● **Problem to work on**
Please reproduce the entries that follow, keeping each word intact.

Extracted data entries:
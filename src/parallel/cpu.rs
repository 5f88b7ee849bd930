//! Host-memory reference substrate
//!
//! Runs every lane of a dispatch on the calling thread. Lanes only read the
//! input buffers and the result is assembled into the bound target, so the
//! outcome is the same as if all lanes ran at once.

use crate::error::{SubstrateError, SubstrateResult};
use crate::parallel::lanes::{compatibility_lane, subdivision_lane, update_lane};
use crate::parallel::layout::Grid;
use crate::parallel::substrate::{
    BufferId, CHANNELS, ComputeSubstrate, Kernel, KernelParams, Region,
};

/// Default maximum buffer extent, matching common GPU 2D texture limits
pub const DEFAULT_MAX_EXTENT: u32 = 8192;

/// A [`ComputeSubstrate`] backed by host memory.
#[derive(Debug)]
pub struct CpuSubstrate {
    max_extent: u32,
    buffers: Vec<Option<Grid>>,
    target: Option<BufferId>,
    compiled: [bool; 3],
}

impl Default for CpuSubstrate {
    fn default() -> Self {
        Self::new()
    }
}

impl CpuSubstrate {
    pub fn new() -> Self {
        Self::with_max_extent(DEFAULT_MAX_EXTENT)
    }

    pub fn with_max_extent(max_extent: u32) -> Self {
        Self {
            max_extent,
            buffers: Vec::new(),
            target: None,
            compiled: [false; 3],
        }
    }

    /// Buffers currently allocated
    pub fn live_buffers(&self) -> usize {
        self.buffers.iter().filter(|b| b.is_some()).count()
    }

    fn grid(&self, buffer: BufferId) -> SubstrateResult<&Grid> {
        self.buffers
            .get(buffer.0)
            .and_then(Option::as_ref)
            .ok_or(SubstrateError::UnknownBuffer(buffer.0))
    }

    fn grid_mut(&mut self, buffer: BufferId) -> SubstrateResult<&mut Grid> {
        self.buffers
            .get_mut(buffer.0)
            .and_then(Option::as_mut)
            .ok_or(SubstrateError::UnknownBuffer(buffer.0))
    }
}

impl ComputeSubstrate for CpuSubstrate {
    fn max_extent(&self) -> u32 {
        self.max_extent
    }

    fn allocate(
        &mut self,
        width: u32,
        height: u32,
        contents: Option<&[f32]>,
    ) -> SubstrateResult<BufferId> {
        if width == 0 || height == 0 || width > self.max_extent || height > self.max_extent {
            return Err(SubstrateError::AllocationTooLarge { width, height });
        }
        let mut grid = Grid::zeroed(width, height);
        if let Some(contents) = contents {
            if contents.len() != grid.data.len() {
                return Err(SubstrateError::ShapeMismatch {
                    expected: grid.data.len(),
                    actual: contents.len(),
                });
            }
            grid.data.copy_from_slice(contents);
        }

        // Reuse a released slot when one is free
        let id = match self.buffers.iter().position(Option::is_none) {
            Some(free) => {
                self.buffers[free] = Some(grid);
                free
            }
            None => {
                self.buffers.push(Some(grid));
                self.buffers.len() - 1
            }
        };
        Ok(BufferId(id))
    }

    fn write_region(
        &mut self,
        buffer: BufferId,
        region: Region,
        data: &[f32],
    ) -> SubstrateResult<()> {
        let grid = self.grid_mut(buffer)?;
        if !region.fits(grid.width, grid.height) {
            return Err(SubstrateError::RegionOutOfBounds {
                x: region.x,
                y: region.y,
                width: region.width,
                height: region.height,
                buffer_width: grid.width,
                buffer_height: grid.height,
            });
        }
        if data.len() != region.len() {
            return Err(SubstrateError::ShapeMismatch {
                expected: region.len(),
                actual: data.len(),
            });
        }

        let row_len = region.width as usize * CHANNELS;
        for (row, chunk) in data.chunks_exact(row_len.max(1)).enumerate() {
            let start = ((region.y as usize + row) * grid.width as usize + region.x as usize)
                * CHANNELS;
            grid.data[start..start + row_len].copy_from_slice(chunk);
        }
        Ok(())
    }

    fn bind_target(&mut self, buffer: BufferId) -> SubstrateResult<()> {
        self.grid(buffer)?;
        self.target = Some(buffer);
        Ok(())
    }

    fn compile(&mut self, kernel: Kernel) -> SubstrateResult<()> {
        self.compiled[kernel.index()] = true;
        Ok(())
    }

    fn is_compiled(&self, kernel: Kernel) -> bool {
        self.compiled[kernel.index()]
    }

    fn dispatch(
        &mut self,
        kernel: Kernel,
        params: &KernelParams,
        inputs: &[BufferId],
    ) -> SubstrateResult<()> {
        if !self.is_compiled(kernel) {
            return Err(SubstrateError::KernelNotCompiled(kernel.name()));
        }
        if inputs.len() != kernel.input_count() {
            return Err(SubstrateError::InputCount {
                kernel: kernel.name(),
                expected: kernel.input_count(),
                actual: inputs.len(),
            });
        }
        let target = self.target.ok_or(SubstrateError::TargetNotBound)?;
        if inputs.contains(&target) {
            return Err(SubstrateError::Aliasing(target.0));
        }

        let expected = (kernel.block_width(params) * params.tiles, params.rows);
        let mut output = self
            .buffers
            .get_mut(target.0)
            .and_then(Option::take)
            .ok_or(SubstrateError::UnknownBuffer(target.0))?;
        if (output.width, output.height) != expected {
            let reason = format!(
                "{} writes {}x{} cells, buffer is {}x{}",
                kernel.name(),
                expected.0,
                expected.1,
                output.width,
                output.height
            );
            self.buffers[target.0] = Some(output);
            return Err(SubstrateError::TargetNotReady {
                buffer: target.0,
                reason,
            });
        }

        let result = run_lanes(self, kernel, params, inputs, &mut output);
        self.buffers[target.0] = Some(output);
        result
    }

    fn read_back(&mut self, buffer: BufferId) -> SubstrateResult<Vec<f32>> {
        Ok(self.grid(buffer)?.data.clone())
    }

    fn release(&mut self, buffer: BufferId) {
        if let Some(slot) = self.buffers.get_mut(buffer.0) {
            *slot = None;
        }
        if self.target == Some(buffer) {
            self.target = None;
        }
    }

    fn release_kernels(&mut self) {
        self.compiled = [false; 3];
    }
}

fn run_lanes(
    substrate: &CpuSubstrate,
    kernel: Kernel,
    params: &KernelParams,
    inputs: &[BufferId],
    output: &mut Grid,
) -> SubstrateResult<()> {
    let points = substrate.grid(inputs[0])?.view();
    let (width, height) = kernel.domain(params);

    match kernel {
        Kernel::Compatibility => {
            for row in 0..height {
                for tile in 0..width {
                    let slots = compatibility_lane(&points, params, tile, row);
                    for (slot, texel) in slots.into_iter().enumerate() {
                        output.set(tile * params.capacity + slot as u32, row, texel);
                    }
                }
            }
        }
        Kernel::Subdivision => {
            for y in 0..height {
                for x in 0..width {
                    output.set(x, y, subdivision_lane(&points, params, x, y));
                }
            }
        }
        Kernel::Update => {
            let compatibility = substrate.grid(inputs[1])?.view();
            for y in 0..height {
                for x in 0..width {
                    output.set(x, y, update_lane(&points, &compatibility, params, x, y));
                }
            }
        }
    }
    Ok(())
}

● **Answer section**
filename src/parallel/cpu.rs
repository 5f88b7ee849bd930
//! Host-memory reference substrate
//!
//! Runs every lane of a dispatch on the calling thread. Lanes only read the
//! input buffers and the result is assembled into the bound target, so the
//! outcome is the same as if all lanes ran at once.

use crate::error::{SubstrateError, SubstrateResult};
use crate::parallel::lanes::{compatibility_lane, subdivision_lane, update_lane};
use crate::parallel::layout::Grid;
use crate::parallel::substrate::{
    BufferId, CHANNELS, ComputeSubstrate, Kernel, KernelParams, Region,
};

/// Default maximum buffer extent, matching common GPU 2D texture limits
pub const DEFAULT_MAX_EXTENT: u32 = 8192;

/// A [`ComputeSubstrate`] backed by host memory.
#[derive(Debug)]
pub struct CpuSubstrate {
    max_extent: u32,
    buffers: Vec<Option<Grid>>,
    target: Option<BufferId>,
    compiled: [bool; 3],
}

impl Default for CpuSubstrate {
    fn default() -> Self {
        Self::new()
    }
}

impl CpuSubstrate {
    pub fn new() -> Self {
        Self::with_max_extent(DEFAULT_MAX_EXTENT)
    }

    pub fn with_max_extent(max_extent: u32) -> Self {
        Self {
            max_extent,
            buffers: Vec::new(),
            target: None,
            compiled: [false; 3],
        }
    }

    /// Buffers currently allocated
    pub fn live_buffers(&self) -> usize {
        self.buffers.iter().filter(|b| b.is_some()).count()
    }

    fn grid(&self, buffer: BufferId) -> SubstrateResult<&Grid> {
        self.buffers
            .get(buffer.0)
            .and_then(Option::as_ref)
            .ok_or(SubstrateError::UnknownBuffer(buffer.0))
    }

    fn grid_mut(&mut self, buffer: BufferId) -> SubstrateResult<&mut Grid> {
        self.buffers
            .get_mut(buffer.0)
            .and_then(Option::as_mut)
            .ok_or(SubstrateError::UnknownBuffer(buffer.0))
    }
}

impl ComputeSubstrate for CpuSubstrate {
    fn max_extent(&self) -> u32 {
        self.max_extent
    }

    fn allocate(
        &mut self,
        width: u32,
        height: u32,
        contents: Option<&[f32]>,
    ) -> SubstrateResult<BufferId> {
        if width == 0 || height == 0 || width > self.max_extent || height > self.max_extent {
            return Err(SubstrateError::AllocationTooLarge { width, height });
        }
        let mut grid = Grid::zeroed(width, height);
        if let Some(contents) = contents {
            if contents.len() != grid.data.len() {
                return Err(SubstrateError::ShapeMismatch {
                    expected: grid.data.len(),
                    actual: contents.len(),
                });
            }
            grid.data.copy_from_slice(contents);
        }

        // Reuse a released slot when one is free
        let id = match self.buffers.iter().position(Option::is_none) {
            Some(free) => {
                self.buffers[free] = Some(grid);
                free
            }
            None => {
                self.buffers.push(Some(grid));
                self.buffers.len() - 1
            }
        };
        Ok(BufferId(id))
    }

    fn write_region(
        &mut self,
        buffer: BufferId,
        region: Region,
        data: &[f32],
    ) -> SubstrateResult<()> {
        let grid = self.grid_mut(buffer)?;
        if !region.fits(grid.width, grid.height) {
            return Err(SubstrateError::RegionOutOfBounds {
                x: region.x,
                y: region.y,
                width: region.width,
                height: region.height,
                buffer_width: grid.width,
                buffer_height: grid.height,
            });
        }
        if data.len() != region.len() {
            return Err(SubstrateError::ShapeMismatch {
                expected: region.len(),
                actual: data.len(),
            });
        }

        let row_len = region.width as usize * CHANNELS;
        for (row, chunk) in data.chunks_exact(row_len.max(1)).enumerate() {
            let start = ((region.y as usize + row) * grid.width as usize + region.x as usize)
                * CHANNELS;
            grid.data[start..start + row_len].copy_from_slice(chunk);
        }
        Ok(())
    }

    fn bind_target(&mut self, buffer: BufferId) -> SubstrateResult<()> {
        self.grid(buffer)?;
        self.target = Some(buffer);
        Ok(())
    }

    fn compile(&mut self, kernel: Kernel) -> SubstrateResult<()> {
        self.compiled[kernel.index()] = true;
        Ok(())
    }

    fn is_compiled(&self, kernel: Kernel) -> bool {
        self.compiled[kernel.index()]
    }

    fn dispatch(
        &mut self,
        kernel: Kernel,
        params: &KernelParams,
        inputs: &[BufferId],
    ) -> SubstrateResult<()> {
        if !self.is_compiled(kernel) {
            return Err(SubstrateError::KernelNotCompiled(kernel.name()));
        }
        if inputs.len() != kernel.input_count() {
            return Err(SubstrateError::InputCount {
                kernel: kernel.name(),
                expected: kernel.input_count(),
                actual: inputs.len(),
            });
        }
        let target = self.target.ok_or(SubstrateError::TargetNotBound)?;
        if inputs.contains(&target) {
            return Err(SubstrateError::Aliasing(target.0));
        }

        let expected = (kernel.block_width(params) * params.tiles, params.rows);
        let mut output = self
            .buffers
            .get_mut(target.0)
            .and_then(Option::take)
            .ok_or(SubstrateError::UnknownBuffer(target.0))?;
        if (output.width, output.height) != expected {
            let reason = format!(
                "{} writes {}x{} cells, buffer is {}x{}",
                kernel.name(),
                expected.0,
                expected.1,
                output.width,
                output.height
            );
            self.buffers[target.0] = Some(output);
            return Err(SubstrateError::TargetNotReady {
                buffer: target.0,
                reason,
            });
        }

        let result = run_lanes(self, kernel, params, inputs, &mut output);
        self.buffers[target.0] = Some(output);
        result
    }

    fn read_back(&mut self, buffer: BufferId) -> SubstrateResult<Vec<f32>> {
        Ok(self.grid(buffer)?.data.clone())
    }

    fn release(&mut self, buffer: BufferId) {
        if let Some(slot) = self.buffers.get_mut(buffer.0) {
            *slot = None;
        }
        if self.target == Some(buffer) {
            self.target = None;
        }
    }

    fn release_kernels(&mut self) {
        self.compiled = [false; 3];
    }
}

fn run_lanes(
    substrate: &CpuSubstrate,
    kernel: Kernel,
    params: &KernelParams,
    inputs: &[BufferId],
    output: &mut Grid,
) -> SubstrateResult<()> {
    let points = substrate.grid(inputs[0])?.view();
    let (width, height) = kernel.domain(params);

    match kernel {
        Kernel::Compatibility => {
            for row in 0..height {
                for tile in 0..width {
                    let slots = compatibility_lane(&points, params, tile, row);
                    for (slot, texel) in slots.into_iter().enumerate() {
                        output.set(tile * params.capacity + slot as u32, row, texel);
                    }
                }
            }
        }
        Kernel::Subdivision => {
            for y in 0..height {
                for x in 0..width {
                    output.set(x, y, subdivision_lane(&points, params, x, y));
                }
            }
        }
        Kernel::Update => {
            let compatibility = substrate.grid(inputs[1])?.view();
            for y in 0..height {
                for x in 0..width {
                    output.set(x, y, update_lane(&points, &compatibility, params, x, y));
                }
            }
        }
    }
    Ok(())
}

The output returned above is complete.